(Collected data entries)
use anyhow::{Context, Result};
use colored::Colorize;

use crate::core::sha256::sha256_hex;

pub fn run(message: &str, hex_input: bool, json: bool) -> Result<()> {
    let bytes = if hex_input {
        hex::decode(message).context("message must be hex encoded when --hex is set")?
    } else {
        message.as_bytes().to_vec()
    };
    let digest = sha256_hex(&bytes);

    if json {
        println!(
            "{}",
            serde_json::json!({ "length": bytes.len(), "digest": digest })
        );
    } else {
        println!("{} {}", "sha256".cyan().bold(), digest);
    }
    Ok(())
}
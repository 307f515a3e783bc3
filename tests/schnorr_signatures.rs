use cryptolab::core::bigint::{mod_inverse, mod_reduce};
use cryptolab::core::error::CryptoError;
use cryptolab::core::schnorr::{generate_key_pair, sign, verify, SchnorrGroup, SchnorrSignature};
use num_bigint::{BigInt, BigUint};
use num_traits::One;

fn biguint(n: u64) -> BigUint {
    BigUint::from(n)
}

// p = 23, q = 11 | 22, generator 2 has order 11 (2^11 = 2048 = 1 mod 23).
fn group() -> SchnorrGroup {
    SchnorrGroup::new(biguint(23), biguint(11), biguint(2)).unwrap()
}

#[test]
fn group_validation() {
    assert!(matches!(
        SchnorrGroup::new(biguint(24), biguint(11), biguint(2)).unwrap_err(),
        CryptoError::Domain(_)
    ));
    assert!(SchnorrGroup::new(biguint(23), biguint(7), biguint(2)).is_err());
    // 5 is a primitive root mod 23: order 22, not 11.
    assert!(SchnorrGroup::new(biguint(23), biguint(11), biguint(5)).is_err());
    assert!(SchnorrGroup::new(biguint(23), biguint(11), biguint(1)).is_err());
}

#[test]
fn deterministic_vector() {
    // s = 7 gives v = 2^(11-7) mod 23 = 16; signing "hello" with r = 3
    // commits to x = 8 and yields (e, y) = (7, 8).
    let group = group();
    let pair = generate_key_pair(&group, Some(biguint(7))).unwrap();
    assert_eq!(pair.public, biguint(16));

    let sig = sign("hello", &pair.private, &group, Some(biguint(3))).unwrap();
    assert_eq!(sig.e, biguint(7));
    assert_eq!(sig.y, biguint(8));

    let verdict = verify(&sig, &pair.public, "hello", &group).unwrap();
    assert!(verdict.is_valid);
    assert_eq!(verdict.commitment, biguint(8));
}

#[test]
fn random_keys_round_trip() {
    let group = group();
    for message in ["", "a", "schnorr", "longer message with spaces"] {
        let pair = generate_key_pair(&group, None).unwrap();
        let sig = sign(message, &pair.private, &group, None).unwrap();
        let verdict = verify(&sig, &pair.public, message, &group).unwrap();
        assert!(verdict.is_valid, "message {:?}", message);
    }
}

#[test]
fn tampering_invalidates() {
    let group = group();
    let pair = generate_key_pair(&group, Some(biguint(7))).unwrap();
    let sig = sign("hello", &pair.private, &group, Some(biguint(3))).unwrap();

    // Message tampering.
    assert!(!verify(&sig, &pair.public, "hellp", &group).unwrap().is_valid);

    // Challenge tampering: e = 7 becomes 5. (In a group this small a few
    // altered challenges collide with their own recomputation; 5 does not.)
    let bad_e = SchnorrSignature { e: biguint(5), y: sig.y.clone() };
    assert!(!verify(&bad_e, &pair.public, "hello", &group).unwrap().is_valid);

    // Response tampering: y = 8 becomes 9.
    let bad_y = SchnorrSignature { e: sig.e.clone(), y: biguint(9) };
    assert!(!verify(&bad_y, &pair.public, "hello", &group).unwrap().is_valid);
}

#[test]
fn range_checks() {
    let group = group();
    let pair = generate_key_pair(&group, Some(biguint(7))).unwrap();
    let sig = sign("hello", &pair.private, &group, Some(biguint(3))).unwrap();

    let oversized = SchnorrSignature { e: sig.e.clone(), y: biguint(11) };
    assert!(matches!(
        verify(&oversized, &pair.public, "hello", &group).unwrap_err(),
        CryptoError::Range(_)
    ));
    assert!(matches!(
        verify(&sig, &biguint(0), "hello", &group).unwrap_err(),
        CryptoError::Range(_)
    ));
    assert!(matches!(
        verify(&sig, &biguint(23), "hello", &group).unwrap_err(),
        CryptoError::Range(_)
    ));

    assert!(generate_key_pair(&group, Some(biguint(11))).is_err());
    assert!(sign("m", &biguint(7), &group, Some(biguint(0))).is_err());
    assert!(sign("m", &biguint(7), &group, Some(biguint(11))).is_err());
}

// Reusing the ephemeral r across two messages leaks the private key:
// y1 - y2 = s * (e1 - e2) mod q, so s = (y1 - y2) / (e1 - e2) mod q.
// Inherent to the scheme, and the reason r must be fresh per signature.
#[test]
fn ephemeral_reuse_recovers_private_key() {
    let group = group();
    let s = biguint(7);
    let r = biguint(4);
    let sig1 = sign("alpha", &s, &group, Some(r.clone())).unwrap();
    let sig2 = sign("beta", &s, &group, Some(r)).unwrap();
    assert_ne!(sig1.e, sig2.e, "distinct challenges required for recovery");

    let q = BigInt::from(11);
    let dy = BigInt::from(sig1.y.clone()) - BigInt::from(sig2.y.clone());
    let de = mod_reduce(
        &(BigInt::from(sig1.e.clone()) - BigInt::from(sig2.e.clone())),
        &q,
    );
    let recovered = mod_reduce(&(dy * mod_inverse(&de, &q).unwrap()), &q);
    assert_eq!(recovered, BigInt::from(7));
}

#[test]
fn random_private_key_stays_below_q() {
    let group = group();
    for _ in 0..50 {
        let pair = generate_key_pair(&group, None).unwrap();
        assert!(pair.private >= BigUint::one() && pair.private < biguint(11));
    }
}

§ TASK BRIEF: Check every line of the data, and copy the ones that contain "println".

§ TASK RESULT:
        println!(
        println!("{} {}", "sha256".cyan().bold(), digest);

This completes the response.